Those molotes sound delicious. I think the Mexican place in Bmore, Mi Viejo Pueblito had it on the menu before the chef left. Never got to try those.
Posted by: 1000yregg | April 25, 2011 at 01:14 PM
Dom, I'm jealous that you have access to what seem to be authentic-type tamales. My experience with "authentic" tamales is that they are non-fluffy and delicious. The ones in the picture look more or less identical to those I've had in Mexico City and with some in-laws. And yes they are denser than other ones I've had here.
Although I like the spicy hot pork variety myself. Yum!
Maybe if they were hotter you'd enjoy them more. Maybe it's a regional thing as far as the fluffiness goes. Others may have more to add.
Posted by: ally | April 25, 2011 at 04:48 PM
Ally... very well could be. Mexico's a big place. I'd be surprised if that's how they were intended, though, based in no small part on the temperature. I mean, we're talking relative levels of fluffy, here. I've had them in the DF as well, and while they were a good deal denser than the piece of junk ones you get in a lot of places, they certainly weren't like this. And again, of course, the DF is a long way from Oaxaca.
I really should just get back there and ask.
Posted by: Skillet Doux | April 25, 2011 at 05:11 PM
You know you and I share love of cheap Mexican. Some of my favorite food memories are of the hole in the wall place that I would race to with my "Senior Lunch Pass" in high school for stewed chicken tacos. (The location is now a Wal-Mart.) That this place in Phoenix does a San Diego/Baja staple like fish tacos well makes me extremely jealous. I'll have to start emailing you pictures of good Vietnamese and Korean to return the favor. ;)

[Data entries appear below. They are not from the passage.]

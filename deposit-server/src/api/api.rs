use actix_web::{
    post,
    web::{Data, Json, JsonConfig, ServiceConfig},
};
use deposit_interfaces::api::deposit_server::types::{DepositRequest, DepositResponse};

use crate::{api::state::State, app::types::DepositResult};

use super::error::DepositApiError;

#[post("/deposit")]
pub async fn deposit(
    state: Data<State>,
    request: Json<DepositRequest>,
) -> Result<Json<DepositResponse>, DepositApiError> {
    let result = state
        .deposit_server
        .deposit(&request)
        .await
        .map_err(|_| DepositApiError::InvalidRequest)?;
    match result {
        DepositResult::Confirmed { tx_hash } => Ok(Json(DepositResponse {
            success: true,
            tx_hash,
        })),
        DepositResult::Failed { error_message, .. } => {
            Err(DepositApiError::DepositFailed(error_message))
        }
    }
}

/// Bodies that are not a JSON object get the same 400 as invalid fields.
pub fn json_config() -> JsonConfig {
    JsonConfig::default().error_handler(|err, _req| {
        tracing::warn!(error = %err, "malformed deposit request body");
        DepositApiError::InvalidRequest.into()
    })
}

pub fn deposit_server_routes(cfg: &mut ServiceConfig) {
    cfg.service(deposit);
}
use alloy::{
    network::EthereumWallet,
    primitives::{Address, B256},
    providers::{DynProvider, Provider as _, ProviderBuilder},
    signers::local::PrivateKeySigner,
    transports::http::reqwest::Url,
};

use super::error::BlockchainError;

/// Provider with nonce, gas and chain id fillers and a local wallet attached.
pub type SignerProvider = DynProvider;

pub fn get_signer(private_key: B256) -> Result<PrivateKeySigner, BlockchainError> {
    PrivateKeySigner::from_bytes(&private_key)
        .map_err(|e| BlockchainError::ParseError(format!("Invalid private key: {e}")))
}

pub fn get_address_from_private_key(private_key: B256) -> Result<Address, BlockchainError> {
    Ok(get_signer(private_key)?.address())
}

pub fn get_provider_with_signer(
    rpc_url: &str,
    private_key: B256,
) -> Result<SignerProvider, BlockchainError> {
    let url: Url = rpc_url
        .parse()
        .map_err(|_| BlockchainError::ParseError("Failed to parse RPC_URL".to_string()))?;
    let wallet = EthereumWallet::from(get_signer(private_key)?);
    let provider = ProviderBuilder::new()
        .wallet(wallet)
        .connect_http(url)
        .erased();
    Ok(provider)
}

#[cfg(test)]
mod tests {
    use super::*;

    // anvil account #0
    const ANVIL_KEY: &str = "0xac0974bec39a17e36ba4a6b4d238ff944bacb478cbed5efcae784d7bf4f2ff80";

    #[test]
    fn test_address_from_private_key() {
        let key: B256 = ANVIL_KEY.parse().unwrap();
        let address = get_address_from_private_key(key).unwrap();
        let expected: Address = "0xf39Fd6e51aad88F6F4ce6aB8827279cffFb92266"
            .parse()
            .unwrap();
        assert_eq!(address, expected);
    }

    #[test]
    fn test_zero_private_key_rejected() {
        let result = get_signer(B256::ZERO);
        assert!(matches!(result, Err(BlockchainError::ParseError(_))));
    }

    #[test]
    fn test_invalid_rpc_url_rejected() {
        let key: B256 = ANVIL_KEY.parse().unwrap();
        let result = get_provider_with_signer("not a url", key);
        assert!(matches!(result, Err(BlockchainError::ParseError(_))));
    }
}
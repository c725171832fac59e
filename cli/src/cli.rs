pub mod deposit;
pub mod error;
pub mod form;
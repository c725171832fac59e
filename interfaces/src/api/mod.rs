pub mod deposit_server;
pub mod error;
pub mod api;
pub mod error;
pub mod state;
use alloy::primitives::B256;

use super::error::BlockchainError;

/// Classifies an error raised while sending a transaction.
pub fn handle_send_error(tx_name: &str, error: alloy::contract::Error) -> BlockchainError {
    let error_message = error.to_string();
    log::error!("{tx_name} send failed: {error_message}");
    if error_message.contains("insufficient funds") {
        BlockchainError::InsufficientFunds(error_message)
    } else {
        BlockchainError::TransactionError(error_message)
    }
}

pub fn check_receipt_status(
    tx_name: &str,
    tx_hash: B256,
    status: bool,
) -> Result<(), BlockchainError> {
    if !status {
        return Err(BlockchainError::TransactionFailed(format!(
            "{tx_name} failed with tx hash: {tx_hash:?}"
        )));
    }
    Ok(())
}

Posted by: Anon man | April 25, 2011 at 05:37 PM
Hey, no worries about pasta and polenta, looking at my response it wasn't very diplomatic either, were even now! Before including that part in my blog I googled and realised polenta was probably not pasta but I pushed my luck. Cookies are nice, even if its not pasta:) I knew someone would question it! 'He's' blog is interesting, quite different approach and writing style. Q1 report - I was anticipating financials.
Posted by: Three-Cookies | April 26, 2011 at 01:14 PM
Ah! Prices! Beautiful beautiful prices!
$1.00? Wow.
I agree with ally. Tamales are not supposed to be "fluffy". Tamales are evil and delicious and the masa should be dense and about 50% wetter than fresh spackling.
Posted by: bryanD | April 26, 2011 at 02:32 PM
Okay, okay... "fluffy" may have been a poor choice of word. :-)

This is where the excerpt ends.